■ **Exercise**:
Where a line below has the string "HealthEvent" in it, include it in the count, and give that count alone.

■ **Extracted data entries**:
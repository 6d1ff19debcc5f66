//! Hardware that cannot hold every interface at once.

use rstest::rstest;

use wlanmgr_config::HardwareProfile;

use crate::iface::{IfaceType, InterfaceClass};
use crate::metrics::{FailureReason, MetricKey};
use crate::orchestrator::SetupError;
use crate::subsystems::Subsystem;

use super::support::{Harness, HealthEvent};

#[rstest]
fn creating_the_other_class_evicts_synchronously() {
    let mut harness = Harness::new(HardwareProfile::SingleInterface);
    let client = harness.owner("client");
    let hotspot = harness.owner("hotspot");
    harness
        .setup(IfaceType::StaConnectivity, &client)
        .expect("client setup");

    let name = harness
        .setup(IfaceType::AccessPoint, &hotspot)
        .expect("soft AP setup");

    assert_eq!(name, "wlan0");
    let created = harness.position("vendor_hal.create_ap_iface");
    let evicted = harness.position("vendor_hal.evict(wlan0)");
    let destroyed = harness.position("client.on_destroyed(wlan0)");
    let bound = harness.position("radio.setup_soft_ap(wlan0)");
    assert!(created < evicted && evicted < destroyed && destroyed < bound);
    assert!(harness.position("sta_auth.terminate") < destroyed);
    assert_eq!(harness.log.count("vendor_hal.stop"), 0);
    assert_eq!(harness.log.count("radio.tear_down_interfaces"), 0);
    assert!(harness.hardware.is_hal_started());

    let iface = harness
        .orchestrator
        .registry()
        .get("wlan0")
        .expect("soft AP registered");
    assert_eq!(iface.kind(), IfaceType::AccessPoint);
    assert_eq!(harness.orchestrator.client_interface_name(), None);
    assert!(harness.reporter.events().contains(&HealthEvent::InterfaceDestroyed {
        kind: IfaceType::StaConnectivity,
        name: "wlan0".to_owned(),
    }));
}

#[rstest]
fn evicted_owner_is_not_notified_twice() {
    let mut harness = Harness::new(HardwareProfile::SingleInterface);
    let client = harness.owner("client");
    let hotspot = harness.owner("hotspot");
    harness
        .setup(IfaceType::StaConnectivity, &client)
        .expect("client setup");
    harness
        .setup(IfaceType::AccessPoint, &hotspot)
        .expect("soft AP setup");

    harness.pump();
    harness.orchestrator.teardown_interface("wlan0");

    assert_eq!(harness.log.count("client.on_destroyed(wlan0)"), 1);
    assert_eq!(harness.log.count("hotspot.on_destroyed(wlan0)"), 1);
    assert_eq!(harness.log.count("vendor_hal.stop"), 1);
}

#[rstest]
fn same_class_request_is_refused_without_eviction() {
    let mut harness = Harness::new(HardwareProfile::SingleInterface);
    let client = harness.owner("client");
    let scanner = harness.owner("scanner");
    harness
        .setup(IfaceType::StaConnectivity, &client)
        .expect("client setup");

    let result = harness.setup(IfaceType::StaScanOnly, &scanner);

    assert_eq!(
        result,
        Err(SetupError::HalCreateIfaceFailure {
            kind: IfaceType::StaScanOnly
        })
    );
    assert_eq!(harness.interface_names(), vec!["wlan0".to_owned()]);
    assert!(!harness.log.contains("client.on_destroyed(wlan0)"));
    assert!(!harness.log.contains("vendor_hal.stop"));
    assert!(harness.hardware.is_daemon_running(Subsystem::StaAuth));
    assert_eq!(
        harness
            .metrics
            .count(MetricKey::SetupFailure(InterfaceClass::Client, FailureReason::Hal)),
        1
    );
}

#[rstest]
fn legacy_hardware_replaces_the_single_interface() {
    let mut harness = Harness::new(HardwareProfile::Legacy);
    let client = harness.owner("client");
    let hotspot = harness.owner("hotspot");
    let first = harness
        .setup(IfaceType::StaConnectivity, &client)
        .expect("client setup");
    let second = harness
        .setup(IfaceType::AccessPoint, &hotspot)
        .expect("soft AP setup");

    assert_eq!(first, "wlan0");
    assert_eq!(second, "wlan0");
    assert!(
        harness
            .log
            .entries()
            .iter()
            .all(|entry| !entry.starts_with("vendor_hal.")),
        "legacy hardware has no vendor HAL to drive"
    );
    assert!(
        harness.position("client.on_destroyed(wlan0)")
            < harness.position("radio.setup_soft_ap(wlan0)")
    );
    assert_eq!(harness.orchestrator.supported_feature_set("wlan0"), Some(0));
}

#[rstest]
fn legacy_teardown_completes_without_a_removal_round_trip() {
    let mut harness = Harness::new(HardwareProfile::Legacy);
    let client = harness.owner("client");
    harness
        .setup(IfaceType::StaConnectivity, &client)
        .expect("client setup");
    harness.log.clear();

    harness.orchestrator.teardown_interface("wlan0");

    assert_eq!(harness.pump(), 0);
    assert!(harness.orchestrator.registry().is_empty());
    assert_eq!(harness.log.count("client.on_destroyed(wlan0)"), 1);
    assert!(harness.log.contains("sta_auth.terminate"));
    assert!(harness.log.contains("radio.tear_down_interfaces"));
    assert!(!harness.log.contains("vendor_hal.stop"));
}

■ **Response area**:
2